| EXERCISE DESCRIPTION |
Please start at the first line of the records beneath and quote each line exactly, ending with the line containing "let options = ExportOptions".

| EXERCISE MATERIALS |
◆ ◆ ◆ ◆ ◆ ◆ ◆
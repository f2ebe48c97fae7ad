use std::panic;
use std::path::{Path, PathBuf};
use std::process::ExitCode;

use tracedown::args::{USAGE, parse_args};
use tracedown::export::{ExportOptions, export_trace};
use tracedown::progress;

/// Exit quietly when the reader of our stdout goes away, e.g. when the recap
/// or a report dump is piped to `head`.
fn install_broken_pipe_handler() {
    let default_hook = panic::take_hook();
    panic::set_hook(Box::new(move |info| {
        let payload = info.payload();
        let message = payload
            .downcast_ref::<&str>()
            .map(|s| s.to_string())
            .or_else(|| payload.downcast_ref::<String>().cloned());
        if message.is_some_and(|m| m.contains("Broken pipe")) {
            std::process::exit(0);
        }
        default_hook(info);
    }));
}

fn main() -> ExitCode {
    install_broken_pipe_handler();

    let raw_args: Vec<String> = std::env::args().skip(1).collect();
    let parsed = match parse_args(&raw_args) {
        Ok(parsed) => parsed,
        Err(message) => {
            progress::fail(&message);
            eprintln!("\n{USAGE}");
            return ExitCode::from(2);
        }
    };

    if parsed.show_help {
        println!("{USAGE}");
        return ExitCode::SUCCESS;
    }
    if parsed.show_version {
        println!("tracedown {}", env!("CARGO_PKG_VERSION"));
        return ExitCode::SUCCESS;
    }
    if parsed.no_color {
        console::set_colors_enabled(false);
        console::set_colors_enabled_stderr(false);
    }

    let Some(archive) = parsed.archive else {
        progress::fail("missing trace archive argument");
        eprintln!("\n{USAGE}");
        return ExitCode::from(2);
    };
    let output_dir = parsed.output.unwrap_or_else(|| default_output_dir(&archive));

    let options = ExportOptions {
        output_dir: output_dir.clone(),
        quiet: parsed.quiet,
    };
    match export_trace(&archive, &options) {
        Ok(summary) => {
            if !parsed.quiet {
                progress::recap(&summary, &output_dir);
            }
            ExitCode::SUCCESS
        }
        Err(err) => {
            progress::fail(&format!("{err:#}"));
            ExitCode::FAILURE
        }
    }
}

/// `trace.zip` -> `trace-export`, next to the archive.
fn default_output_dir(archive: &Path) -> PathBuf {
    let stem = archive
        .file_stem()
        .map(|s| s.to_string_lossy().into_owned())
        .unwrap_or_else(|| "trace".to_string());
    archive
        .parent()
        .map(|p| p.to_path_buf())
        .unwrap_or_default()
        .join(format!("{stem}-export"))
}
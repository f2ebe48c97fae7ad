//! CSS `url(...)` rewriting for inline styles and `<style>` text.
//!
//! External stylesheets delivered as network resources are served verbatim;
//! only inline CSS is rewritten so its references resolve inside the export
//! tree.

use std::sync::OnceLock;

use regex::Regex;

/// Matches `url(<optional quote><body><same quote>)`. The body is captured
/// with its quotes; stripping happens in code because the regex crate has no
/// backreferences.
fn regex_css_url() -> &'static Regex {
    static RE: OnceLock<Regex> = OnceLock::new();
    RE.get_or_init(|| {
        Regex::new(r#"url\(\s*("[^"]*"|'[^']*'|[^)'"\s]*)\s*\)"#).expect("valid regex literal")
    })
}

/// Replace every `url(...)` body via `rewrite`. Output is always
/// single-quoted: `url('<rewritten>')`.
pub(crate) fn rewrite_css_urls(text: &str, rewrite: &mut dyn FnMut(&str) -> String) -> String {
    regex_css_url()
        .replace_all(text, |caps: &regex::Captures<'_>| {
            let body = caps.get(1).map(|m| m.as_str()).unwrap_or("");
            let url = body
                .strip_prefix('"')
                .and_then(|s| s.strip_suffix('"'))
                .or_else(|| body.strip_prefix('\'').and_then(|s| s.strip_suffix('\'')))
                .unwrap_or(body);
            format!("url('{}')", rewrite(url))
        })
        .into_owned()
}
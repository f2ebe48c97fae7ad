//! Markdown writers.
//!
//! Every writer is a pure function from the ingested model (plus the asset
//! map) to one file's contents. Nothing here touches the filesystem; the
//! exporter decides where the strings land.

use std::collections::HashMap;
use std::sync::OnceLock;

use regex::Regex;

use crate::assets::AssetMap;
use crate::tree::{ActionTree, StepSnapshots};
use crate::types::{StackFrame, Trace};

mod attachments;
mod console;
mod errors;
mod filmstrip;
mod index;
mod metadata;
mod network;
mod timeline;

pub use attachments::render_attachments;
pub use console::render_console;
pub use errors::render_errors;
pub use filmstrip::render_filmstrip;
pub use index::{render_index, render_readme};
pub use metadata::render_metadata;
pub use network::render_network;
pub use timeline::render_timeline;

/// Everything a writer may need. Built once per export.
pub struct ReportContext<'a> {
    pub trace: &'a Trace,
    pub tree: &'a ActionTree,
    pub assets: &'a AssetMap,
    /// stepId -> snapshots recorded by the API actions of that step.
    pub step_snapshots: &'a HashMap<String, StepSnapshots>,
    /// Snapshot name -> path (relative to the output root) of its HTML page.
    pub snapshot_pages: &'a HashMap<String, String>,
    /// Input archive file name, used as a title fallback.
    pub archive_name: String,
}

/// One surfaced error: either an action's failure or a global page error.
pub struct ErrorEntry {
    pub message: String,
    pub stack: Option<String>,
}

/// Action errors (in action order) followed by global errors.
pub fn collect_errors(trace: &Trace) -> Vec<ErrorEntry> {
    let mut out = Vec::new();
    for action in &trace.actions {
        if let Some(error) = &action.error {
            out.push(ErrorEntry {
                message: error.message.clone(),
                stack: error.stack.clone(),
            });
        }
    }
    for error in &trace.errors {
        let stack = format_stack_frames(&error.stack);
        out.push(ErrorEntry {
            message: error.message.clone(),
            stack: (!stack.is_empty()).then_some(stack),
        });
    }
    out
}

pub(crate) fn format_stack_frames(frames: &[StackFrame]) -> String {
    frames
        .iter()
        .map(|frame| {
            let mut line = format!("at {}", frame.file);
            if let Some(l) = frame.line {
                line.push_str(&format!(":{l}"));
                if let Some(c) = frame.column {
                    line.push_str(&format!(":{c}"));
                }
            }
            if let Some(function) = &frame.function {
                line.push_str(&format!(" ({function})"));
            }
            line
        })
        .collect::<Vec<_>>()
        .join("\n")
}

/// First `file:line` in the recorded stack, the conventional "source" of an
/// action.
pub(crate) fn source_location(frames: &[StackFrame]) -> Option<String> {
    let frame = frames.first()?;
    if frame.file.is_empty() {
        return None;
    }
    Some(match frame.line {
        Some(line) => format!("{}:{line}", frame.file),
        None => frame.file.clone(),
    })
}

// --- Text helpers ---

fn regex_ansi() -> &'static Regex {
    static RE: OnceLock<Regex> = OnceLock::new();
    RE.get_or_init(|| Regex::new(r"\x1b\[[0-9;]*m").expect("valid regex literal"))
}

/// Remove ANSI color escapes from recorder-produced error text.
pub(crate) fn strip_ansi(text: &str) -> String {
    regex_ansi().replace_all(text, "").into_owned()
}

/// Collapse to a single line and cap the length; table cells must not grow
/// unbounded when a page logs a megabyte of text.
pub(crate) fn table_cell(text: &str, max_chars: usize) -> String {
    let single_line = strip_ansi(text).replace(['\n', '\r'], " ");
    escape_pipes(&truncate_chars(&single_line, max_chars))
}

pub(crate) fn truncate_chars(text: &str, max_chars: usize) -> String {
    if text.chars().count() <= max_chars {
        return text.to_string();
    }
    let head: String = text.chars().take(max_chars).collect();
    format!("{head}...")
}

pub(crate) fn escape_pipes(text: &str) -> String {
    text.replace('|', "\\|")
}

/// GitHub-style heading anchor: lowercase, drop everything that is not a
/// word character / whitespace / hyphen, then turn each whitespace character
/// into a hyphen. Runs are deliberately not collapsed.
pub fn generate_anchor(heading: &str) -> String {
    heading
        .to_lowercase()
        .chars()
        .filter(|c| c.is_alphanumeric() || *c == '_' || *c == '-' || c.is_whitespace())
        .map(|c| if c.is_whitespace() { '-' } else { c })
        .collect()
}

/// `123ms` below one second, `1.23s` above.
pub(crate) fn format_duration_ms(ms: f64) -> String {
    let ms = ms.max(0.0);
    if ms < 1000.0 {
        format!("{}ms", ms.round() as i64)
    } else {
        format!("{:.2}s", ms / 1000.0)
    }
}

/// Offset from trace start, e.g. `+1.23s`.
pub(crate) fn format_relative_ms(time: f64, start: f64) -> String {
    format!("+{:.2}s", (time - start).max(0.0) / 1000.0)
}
◆ ◆ ◆ ◆ ◆ ◆ ◆
| REPLY |
repository f2ebe48c97fae7ad
use std::panic;
use std::path::{Path, PathBuf};
use std::process::ExitCode;

use tracedown::args::{USAGE, parse_args};
use tracedown::export::{ExportOptions, export_trace};
use tracedown::progress;

/// Exit quietly when the reader of our stdout goes away, e.g. when the recap
/// or a report dump is piped to `head`.
fn install_broken_pipe_handler() {
    let default_hook = panic::take_hook();
    panic::set_hook(Box::new(move |info| {
        let payload = info.payload();
        let message = payload
            .downcast_ref::<&str>()
            .map(|s| s.to_string())
            .or_else(|| payload.downcast_ref::<String>().cloned());
        if message.is_some_and(|m| m.contains("Broken pipe")) {
            std::process::exit(0);
        }
        default_hook(info);
    }));
}

fn main() -> ExitCode {
    install_broken_pipe_handler();

    let raw_args: Vec<String> = std::env::args().skip(1).collect();
    let parsed = match parse_args(&raw_args) {
        Ok(parsed) => parsed,
        Err(message) => {
            progress::fail(&message);
            eprintln!("\n{USAGE}");
            return ExitCode::from(2);
        }
    };

    if parsed.show_help {
        println!("{USAGE}");
        return ExitCode::SUCCESS;
    }
    if parsed.show_version {
        println!("tracedown {}", env!("CARGO_PKG_VERSION"));
        return ExitCode::SUCCESS;
    }
    if parsed.no_color {
        console::set_colors_enabled(false);
        console::set_colors_enabled_stderr(false);
    }

    let Some(archive) = parsed.archive else {
        progress::fail("missing trace archive argument");
        eprintln!("\n{USAGE}");
        return ExitCode::from(2);
    };
    let output_dir = parsed.output.unwrap_or_else(|| default_output_dir(&archive));

    let options = ExportOptions {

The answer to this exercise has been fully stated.